We hypothesize that humans use frictional instabilities—rather than average friction coefficients—to discriminate between objects. These frictional instabilities arise from competition between finger elasticity and adhesion to substrates. In the experimental parameter space of finger pressure and velocity, boundaries where one instability type forms versus another depend on surface composition. We propose that humans actively explore surfaces to find transitions between different types of frictional instabilities to distinguish surfaces. This approach would be advantageous because instability classification is less variable than raw friction forces typically seen in macroscopic experiments.

## Method

We will construct "minimal" tactile surfaces using vapor deposition of silanes onto silicon wafers. These surfaces will have physical variations in roughness below human detection limits and identical bulk and thermal properties at the human scale, with differences only in surface chemistry. The role of these chemical differences will be to shift boundaries between frictional instabilities to different finger pressures and velocities.

Since no existing method can accurately predict phase maps of instabilities for elastic bodies from molecular structure, we will experimentally determine frictional instability maps using a mechanical apparatus with a mock finger. We will create a PDMS mock finger that mimics human finger mechanical properties, including appropriate stiffness (100 kPa), a rigid "bone" component, and surface treatment to replicate the stratum corneum.

We will categorize friction traces into three broad phases based on competition between adhesion and finger elasticity: steady sliding (constant friction force with high-frequency oscillations), slow frictional waves (large oscillations at frequencies lower than microscopic stick-slip), and stiction spikes (singular large-magnitude events preceding smoother traces).

## Experiment Design

We will conduct mechanical testing using our PDMS mock finger across six different surface coatings and 16 combinations of finger sliding velocity (5, 10, 25, and 45 mm/s) and applied mass (0, 25, 75, and 100 g plus 6 g finger weight). We will collect friction force traces at 550 Hz sampling rate, gathering nine traces per mass-velocity combination for each surface to observe multiple instability occurrences.

For human testing, we will perform three-alternative forced choice tests with 10 participants across 600 total trials. Participants will be presented with three surfaces (two identical, one different) and asked to identify the odd sample. We will select six pairs of surfaces with varying ranges of instability differences based on mechanical testing results. Participants will use only vertical downward motions with their dominant index fingers to mimic mechanical testing conditions.

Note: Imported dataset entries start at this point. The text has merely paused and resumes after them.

pub mod peaks;
pub mod stft;
pub mod window;

pub use peaks::{Peak, PeakPicker};
pub use stft::Stft;
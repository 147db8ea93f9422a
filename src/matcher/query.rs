use std::collections::HashMap;

use crate::config::Config;
use crate::index::Index;
use crate::pipeline::Pipeline;

/// One candidate track for a query clip, ordered by vote count (spec.md 4.7).
#[derive(Clone, Debug, PartialEq)]
pub struct QueryMatch {
    pub track: u32,
    pub track_name: String,
    /// `anchor_time(index) - anchor_time(query)` at the best-supported offset.
    pub offset: i64,
    pub votes: usize,
}

/// Fingerprints `clip_samples` with the same grid the index was built under
/// and returns the top `top_n` tracks by offset-histogram vote count.
///
/// `pipeline` must have been constructed from a `Config` whose grid matches
/// `index.header()` — callers build both from the same `Config`.
pub fn query(
    index: &Index,
    pipeline: &mut Pipeline,
    clip_samples: &[f32],
    cfg: &Config,
    top_n: usize,
) -> Vec<QueryMatch> {
    let landmarks = pipeline.fingerprint_vec(clip_samples);

    let mut offsets: HashMap<u32, HashMap<i64, usize>> = HashMap::new();

    for lm in &landmarks {
        let Some(bucket) = index.get_bucket(lm.key) else {
            continue;
        };
        if cfg.drop_above > 0 && bucket.len() > cfg.drop_above {
            continue;
        }
        for posting in bucket {
            let offset = posting.t as i64 - lm.anchor_time as i64;
            *offsets
                .entry(posting.track)
                .or_default()
                .entry(offset)
                .or_insert(0) += 1;
        }
    }

    let mut results: Vec<QueryMatch> = offsets
        .into_iter()
        .filter_map(|(track, hist)| {
            let (offset, votes) = best_offset(&hist);
            if votes == 0 {
                return None;
            }
            let track_name = index.track_name(track)?.to_string();
            Some(QueryMatch {
                track,
                track_name,
                offset,
                votes,
            })
        })
        .collect();

    results.sort_by(|a, b| {
        b.votes
            .cmp(&a.votes)
            .then_with(|| a.track.cmp(&b.track))
    });
    results.truncate(top_n);
    results
}

fn best_offset(hist: &HashMap<i64, usize>) -> (i64, usize) {
    let mut entries: Vec<(i64, usize)> = hist.iter().map(|(&o, &c)| (o, c)).collect();
    entries.sort_by(|a, b| a.0.abs().cmp(&b.0.abs()).then(a.0.cmp(&b.0)));
    entries
        .into_iter()
        .max_by_key(|&(offset, count)| (count, std::cmp::Reverse(offset.abs())))
        .unwrap_or((0, 0))
}

#[cfg(test)]
mod tests {
    use super::*;
    use crate::index::Index;

    fn tone(freq: f32, sr: u32, seconds: f32) -> Vec<f32> {
        let n = (sr as f32 * seconds) as usize;
        (0..n)
            .map(|i| (2.0 * std::f32::consts::PI * freq * i as f32 / sr as f32).sin())
            .collect()
    }

    fn small_cfg() -> Config {
        let mut c = Config::default();
        c.sr = 8_000;
        c.win = 512;
        c.hop = 128;
        c.zone = 8;
        c.fan = 3;
        c.pairs = 3;
        c
    }

    #[test]
    fn self_match_dominates() {
        let cfg = small_cfg();
        let dir = tempfile::tempdir().unwrap();
        let mut idx = Index::open(&dir.path().join("i.json"), &cfg).unwrap();
        let mut build_pipeline = Pipeline::new(&cfg);

        let track_a = tone(440.0, cfg.sr, 3.0);
        let track_b = tone(660.0, cfg.sr, 3.0);

        let id_a = idx.begin_track("a.wav").unwrap();
        idx.append(id_a, build_pipeline.fingerprint_vec(&track_a));
        let mut build_pipeline_b = Pipeline::new(&cfg);
        let id_b = idx.begin_track("b.wav").unwrap();
        idx.append(id_b, build_pipeline_b.fingerprint_vec(&track_b));

        let clip_start = 1.0;
        let clip_samples = &track_a[(clip_start * cfg.sr as f32) as usize..];
        let mut query_pipeline = Pipeline::new(&cfg);
        let results = query(&idx, &mut query_pipeline, clip_samples, &cfg, 5);

        assert!(!results.is_empty());
        assert_eq!(results[0].track, id_a);
        assert_eq!(results[0].track_name, "a.wav");
    }

    #[test]
    fn unrelated_clip_yields_no_strong_match() {
        let cfg = small_cfg();
        let dir = tempfile::tempdir().unwrap();
        let mut idx = Index::open(&dir.path().join("i.json"), &cfg).unwrap();
        let mut build_pipeline = Pipeline::new(&cfg);
        let track_a = tone(440.0, cfg.sr, 3.0);
        let id_a = idx.begin_track("a.wav").unwrap();
        idx.append(id_a, build_pipeline.fingerprint_vec(&track_a));

        let noise: Vec<f32> = (0..cfg.sr * 2)
            .map(|i| ((i * 2654435761u32) % 2000) as f32 / 1000.0 - 1.0)
            .collect();
        let mut query_pipeline = Pipeline::new(&cfg);
        let results = query(&idx, &mut query_pipeline, &noise, &cfg, 5);

        if let Some(top) = results.first() {
            assert!(top.votes < 20);
        }
    }
}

We will use generalized linear mixed models (GLMM) to correlate participant accuracy and response times with differences in instability frequencies between surface pairs. We will compare these correlations against traditional metrics including average friction coefficient, surface roughness, and contact angle hysteresis.

To confirm that humans generate similar instabilities during exploration, we will conduct a two-alternative forced choice task where participants explore surfaces while we measure tangential and normal forces in real-time, allowing us to identify the same instability types observed in mock finger testing.